AC: We love that you chose to give this family portrait a Medieval theme. What lead you to choose that period in time?
L: A Medieval theme is something I’ve always admired. Being a huge Lord of the Rings, Game of Thrones, etc. fan, I thought it would be humorous yet have a ‘statement’ having the girls be knights as well. I could have easily asked for the girls to look like noble women from that period, or have a supernatural feel to it with mermaids and fairies. But, I personally thought the girls needed to look capable of handling themselves as well… so being dressed as knights and having our very distinct weapons and postures would reflect a lot about each of us individually. So choosing a Medieval theme was a fantasy I wanted to bring to life… through art.
AC: To those who feel overwhelmed by the thought of commissioning art with so many different people in it, what advice would you give re: offering direction to the artist / making it work?

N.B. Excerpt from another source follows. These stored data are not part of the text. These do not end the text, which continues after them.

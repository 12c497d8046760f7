//! MCP (Model Context Protocol) model conversions
//!
//! The host framework speaks MCP through the official rmcp SDK. This module
//! turns capability descriptors into rmcp `Tool`s and call results into
//! `CallToolResult`s, going through the MCP wire JSON.
//!
//! # Example
//!
//! ```rust,ignore
//! use moodle_mcp_core::mcp::{error_result, tools_from};
//!
//! let listed = dispatcher.list_capabilities(&ctx, vec![]).await?;
//! let tools = tools_from(&listed)?;
//!
//! let result = match dispatcher.invoke_capability(&ctx, &name, args).await {
//!     Ok(result) => result.to_mcp_result()?,
//!     Err(e) => error_result(&e),
//! };
//! ```

mod convert;

pub use convert::{error_result, tools_from};

// Re-export rmcp types that hosts need
pub use rmcp::model::{CallToolResult as McpToolResult, Tool as McpTool};
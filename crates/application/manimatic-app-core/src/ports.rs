use futures::stream::BoxStream;
use manimatic_core::{CompileRequest, FeaturesResponse, GenerateRequest, ModelsResponse};
use manimatic_infra::TransportError;

/// Raw `data` payloads of `message` events, in delivery order. Ends with an
/// error or `None` once the connection is gone.
pub type EventStream = BoxStream<'static, Result<String, TransportError>>;

#[async_trait::async_trait]
pub trait BackendPort: Send + Sync + 'static {
    async fn probe(&self) -> Result<(), TransportError>;
    async fn fetch_features(&self) -> Result<FeaturesResponse, TransportError>;
    async fn fetch_models(&self) -> Result<ModelsResponse, TransportError>;
    async fn submit_generate(&self, req: &GenerateRequest) -> Result<(), TransportError>;
    async fn submit_compile(&self, req: &CompileRequest) -> Result<(), TransportError>;
    async fn open_events(&self) -> Result<EventStream, TransportError>;
}
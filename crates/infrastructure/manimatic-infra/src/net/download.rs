use camino::{Utf8Path, Utf8PathBuf};
use futures::StreamExt;
use reqwest::Client;
use tokio::fs::File;
use tokio::io::AsyncWriteExt;
use tracing::warn;

use crate::error::TransportError;

/// Stream a rendered video to `target`.
///
/// Bytes land in `<target>.part` first and are renamed into place only after
/// the whole body was written, so a failed attempt never leaves a truncated
/// file at `target`. Returns the number of bytes written.
pub async fn download_artifact(
    client: &Client,
    url: &str,
    target: &Utf8Path,
) -> Result<u64, TransportError> {
    let tmp_path = partial_path(target);

    if let Some(parent) = target.parent() {
        if !parent.as_str().is_empty() {
            tokio::fs::create_dir_all(parent.as_std_path()).await?;
        }
    }

    let mut last_err = TransportError::Closed;

    for attempt in 1..=manimatic_config::DOWNLOAD_ATTEMPTS {
        match download_once(client, url, &tmp_path).await {
            Ok(written) => {
                tokio::fs::rename(tmp_path.as_std_path(), target.as_std_path()).await?;
                return Ok(written);
            }
            Err(e) => {
                warn!(attempt, "download of {url} failed: {e}");
                last_err = e;
            }
        }
        if attempt < manimatic_config::DOWNLOAD_ATTEMPTS {
            tokio::time::sleep(std::time::Duration::from_millis(500)).await;
        }
    }

    let _ = tokio::fs::remove_file(tmp_path.as_std_path()).await;
    Err(last_err)
}

/// `<target>.part`, with `.part` appended to the whole file name.
fn partial_path(target: &Utf8Path) -> Utf8PathBuf {
    let mut name = target.file_name().unwrap_or("download").to_owned();
    name.push_str(".part");
    target.with_file_name(name)
}

async fn download_once(client: &Client, url: &str, tmp_path: &Utf8Path) -> Result<u64, TransportError> {
    let resp = client
        .get(url)
        .send()
        .await
        .map_err(|e| TransportError::Request {
            endpoint: url.to_string(),
            message: e.to_string(),
        })?;

    if !resp.status().is_success() {
        return Err(TransportError::Status {
            endpoint: url.to_string(),
            status: resp.status().as_u16(),
        });
    }

    let mut file = File::create(tmp_path.as_std_path()).await?;
    let mut stream = resp.bytes_stream();
    let mut written = 0u64;

    while let Some(chunk) = stream.next().await {
        let chunk = chunk.map_err(|e| TransportError::Stream(e.to_string()))?;
        file.write_all(&chunk).await?;
        written += chunk.len() as u64;
    }
    file.flush().await?;

    Ok(written)
}
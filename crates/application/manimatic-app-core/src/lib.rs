pub mod app_core;
pub mod backend;
pub mod channel;
pub mod dispatcher;
pub mod domain;
pub mod features;
pub mod orchestrator;
pub mod ports;
pub mod settings;
pub mod timeout;
pub mod viewmodel;

pub use app_core::*;
pub use backend::HttpBackend;
pub use channel::{ChannelError, EventChannel};
pub use dispatcher::RequestDispatcher;
pub use domain::{
    ActionId, ChannelStatus, Notice, SessionFilter, SessionPhase, SessionState, Stage, StageStatus,
};
pub use features::FeatureGate;
pub use orchestrator::SessionOrchestrator;
pub use ports::*;
pub use settings::{ClientSettings, SettingsStore};
pub use timeout::TimeoutGuard;
pub use viewmodel::*;
use std::time::Instant;

use manimatic_core::{CompileDiagnostics, ErrorKind, ErrorRecord, EventPayload};

use crate::domain::{ChannelStatus, Notice, SessionPhase, SessionState, Stage, StageStatus};
use crate::features::FeatureGate;

use super::events::SessionEvent;

pub const PROBE_FAILED_MESSAGE: &str = "Health check failed. Unable to connect to the server.";
pub const CHANNEL_FAILED_MESSAGE: &str = "Connection error. Please refresh and try again.";
pub const TIMED_OUT_MESSAGE: &str = "Generation timed out. Please try again.";

pub fn reduce(mut state: SessionState, ev: SessionEvent) -> SessionState {
    match ev {
        SessionEvent::ChannelConnecting => state.channel = ChannelStatus::Connecting,
        SessionEvent::ChannelOpened => state.channel = ChannelStatus::Open,
        SessionEvent::ChannelDisposed => state.channel = ChannelStatus::Closed,

        SessionEvent::ProbeFailed => {
            state.channel = ChannelStatus::Closed;
            fail(&mut state, ErrorRecord::transport(PROBE_FAILED_MESSAGE));
        }

        SessionEvent::ChannelFailed => {
            state.channel = ChannelStatus::Closed;
            fail(&mut state, ErrorRecord::transport(CHANNEL_FAILED_MESSAGE));
        }

        SessionEvent::FeaturesLoaded(resp) => {
            if !state.features.is_settled() {
                state.features = FeatureGate::from_response(resp);
            }
        }

        SessionEvent::FeaturesUnavailable => {
            if !state.features.is_settled() {
                state.features = FeatureGate::Unavailable;
            }
        }

        SessionEvent::ModelsLoaded(resp) => {
            if state.selected_model.is_none() {
                state.selected_model = resp.preferred().map(str::to_string);
            }
            state.models = resp.models;
        }

        SessionEvent::PromptChanged(p) => state.prompt = p,
        SessionEvent::ModelSelected(m) => state.selected_model = Some(m),
        SessionEvent::ScriptEdited(s) => state.edited_script = s,

        SessionEvent::GenerateDispatched { action_id } => {
            state.script = None;
            state.edited_script.clear();
            state.video_url = None;
            state.last_error = None;
            state.notice = None;
            state.compiling = false;
            // The backend chains a render onto every generated script, so a
            // generate request covers both stages.
            state.script_status = StageStatus::Loading;
            state.video_status = StageStatus::Loading;
            state.phase = SessionPhase::AwaitingScript;
            state.action_id = Some(action_id);
        }

        SessionEvent::CompileDispatched { action_id } => {
            state.last_error = None;
            state.notice = None;
            state.compiling = true;
            state.video_status = StageStatus::Loading;
            state.phase = SessionPhase::AwaitingVideo;
            state.action_id = Some(action_id);
        }

        SessionEvent::DispatchFailed {
            action_id,
            stage,
            error,
        } => {
            if state.action_id != Some(action_id) {
                return state;
            }
            match stage {
                Stage::Script => settle_loading(&mut state, StageStatus::Errored),
                Stage::Video => {
                    if state.video_loading() {
                        state.video_status = StageStatus::Errored;
                    }
                    state.compiling = false;
                }
            }
            state.phase = SessionPhase::Errored(error.kind);
            raise(&mut state, error);
        }

        SessionEvent::Server(ev) => {
            if state.session_id.is_none() && !ev.session_id.is_empty() {
                state.session_id = Some(ev.session_id.clone());
            }
            apply_server_event(&mut state, ev.payload);
        }

        SessionEvent::TimedOut { action_id } => {
            if state.action_id != Some(action_id) {
                return state;
            }
            fail(&mut state, ErrorRecord::timeout(TIMED_OUT_MESSAGE));
        }

        SessionEvent::Rejected(error) => raise(&mut state, error),

        SessionEvent::NoticeDismissed => state.notice = None,
        SessionEvent::NoticeExpired { now } => {
            if state.notice.as_ref().is_some_and(|n| !n.is_visible_at(now)) {
                state.notice = None;
            }
        }
    }
    state
}

fn apply_server_event(state: &mut SessionState, payload: EventPayload) {
    match payload {
        EventPayload::GenerateSucceeded(ok) => {
            state.edited_script = ok.script.clone();
            state.script = Some(ok.script);
            state.prompt.clear();
            state.script_status = StageStatus::Ready;
            state.phase = SessionPhase::ScriptReady;
        }

        EventPayload::GenerateFailed(f) => {
            fail(
                state,
                ErrorRecord::generation(f.message, f.details.as_deref()),
            );
        }

        EventPayload::CompileSucceeded(ok) => {
            state.video_url = Some(ok.video_url);
            state.video_status = StageStatus::Ready;
            if state.script_loading() {
                state.script_status = StageStatus::Idle;
            }
            state.compiling = false;
            if state
                .last_error
                .as_ref()
                .is_some_and(|e| e.kind == ErrorKind::Compilation)
            {
                state.last_error = None;
            }
            state.phase = SessionPhase::VideoReady;
        }

        EventPayload::CompileFailed(f) => {
            // The script stays as the user left it so it can be fixed and recompiled.
            fail(state, ErrorRecord::compilation(CompileDiagnostics::from(f)));
        }
    }
}

/// Stop every loading stage, record the error and enter `Errored`.
fn fail(state: &mut SessionState, error: ErrorRecord) {
    settle_loading(state, StageStatus::Errored);
    state.phase = SessionPhase::Errored(error.kind);
    raise(state, error);
}

fn settle_loading(state: &mut SessionState, to: StageStatus) {
    if state.script_loading() {
        state.script_status = to;
    }
    if state.video_loading() {
        state.video_status = to;
    }
    state.compiling = false;
}

/// Surface an error as a notice. Validation errors only produce the notice so
/// they never hide compile diagnostics of the previous attempt.
fn raise(state: &mut SessionState, error: ErrorRecord) {
    state.notice = Some(Notice {
        kind: error.kind,
        message: error.message.clone(),
        raised_at: Instant::now(),
        ttl: state.notice_ttl,
    });
    if error.kind != ErrorKind::Validation {
        state.last_error = Some(error);
    }
}
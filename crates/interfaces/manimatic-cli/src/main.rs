use std::time::Duration;

use camino::Utf8PathBuf;
use clap::{Parser, Subcommand};
use manimatic_app_core::SettingsStore;
use manimatic_cli::commands::{self, CompileOptions, GenerateOptions};
use manimatic_cli::ConfigKey;
use tracing_subscriber::EnvFilter;

#[derive(Parser)]
#[command(author, version, about)]
struct Cli {
    #[arg(short, long, global = true)]
    verbose: bool,
    /// Backend base URL (overrides settings and MANIMATIC_API_BASE_URL)
    #[arg(long, global = true)]
    base_url: Option<String>,
    /// Seconds to wait for the first event after a request
    #[arg(long, global = true)]
    timeout_secs: Option<u64>,
    /// Directory holding settings.json instead of the platform default
    #[arg(long, global = true)]
    config_dir: Option<Utf8PathBuf>,
    #[command(subcommand)]
    command: Commands,
}

#[derive(Subcommand)]
enum Commands {
    /// Check that the backend is reachable
    Health,
    /// List the backend's feature flags
    Features,
    /// List the models available for generation
    Models,
    /// Generate an animation script from a prompt and wait for its video
    Generate {
        prompt: String,
        #[arg(short, long)]
        model: Option<String>,
        #[arg(long, help = "Stop once the script has arrived")]
        no_video: bool,
        #[arg(long, help = "Write the script to this file instead of stdout")]
        script_out: Option<Utf8PathBuf>,
        #[arg(short, long, help = "Download the rendered video to this path")]
        download: Option<Utf8PathBuf>,
        #[arg(long, default_value_t = manimatic_config::DEFAULT_RENDER_TIMEOUT_SECS)]
        render_timeout_secs: u64,
    },
    /// Compile an edited script into a video
    Compile {
        script: Utf8PathBuf,
        #[arg(short, long, help = "Download the rendered video to this path")]
        download: Option<Utf8PathBuf>,
    },
    /// Show or change persisted settings
    Config {
        #[command(subcommand)]
        command: ConfigCommands,
    },
}

#[derive(Subcommand)]
enum ConfigCommands {
    Show,
    Set {
        #[arg(value_enum)]
        key: ConfigKey,
        value: String,
    },
}

#[tokio::main]
async fn main() -> anyhow::Result<()> {
    let cli = Cli::parse();
    let default_level = if cli.verbose { "debug" } else { "warn" };
    let filter =
        EnvFilter::try_from_default_env().unwrap_or_else(|_| EnvFilter::new(default_level));
    tracing_subscriber::fmt()
        .with_env_filter(filter)
        .with_writer(std::io::stderr)
        .init();

    let store = match &cli.config_dir {
        Some(dir) => SettingsStore::at(dir.as_std_path()),
        None => SettingsStore::new(),
    };

    let mut settings = store.load()?.with_env_overrides();
    if let Some(url) = cli.base_url {
        settings.api_base_url = url;
    }
    if let Some(secs) = cli.timeout_secs {
        settings.generation_timeout_ms = secs.saturating_mul(1_000);
    }

    match cli.command {
        Commands::Health => commands::cmd_health(&settings).await?,
        Commands::Features => {
            commands::cmd_features(&settings).await?;
        }
        Commands::Models => {
            commands::cmd_models(&settings).await?;
        }
        Commands::Generate {
            prompt,
            model,
            no_video,
            script_out,
            download,
            render_timeout_secs,
        } => {
            let opts = GenerateOptions {
                model,
                no_video,
                script_out,
                download,
                render_timeout: Duration::from_secs(render_timeout_secs),
                ..GenerateOptions::new(prompt)
            };
            commands::cmd_generate(&settings, opts).await?;
        }
        Commands::Compile { script, download } => {
            commands::cmd_compile(&settings, &script, CompileOptions { download }).await?;
        }
        Commands::Config { command } => match command {
            ConfigCommands::Show => {
                commands::cmd_config_show(&store)?;
            }
            ConfigCommands::Set { key, value } => {
                commands::cmd_config_set(&store, key, &value)?;
            }
        },
    }

    Ok(())
}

L: With having so many people/objects incorporated into one commission, it’s always best to have at least an idea of what it is you want drawn to life. Even if you don’t have an artistic mind (such as myself), every little piece of detail or suggestions for the artist is great. Don’t be afraid to throw in something ridiculous because you get to work closely with the fantastic members from ArtCorgi, and they’re brilliant. Providing reference images is the easiest way to help you get the amazing original art you hope for. Whether your commission is a gift for someone or for yourself, etc. you can make it work, just by providing details of what it is you want portrayed.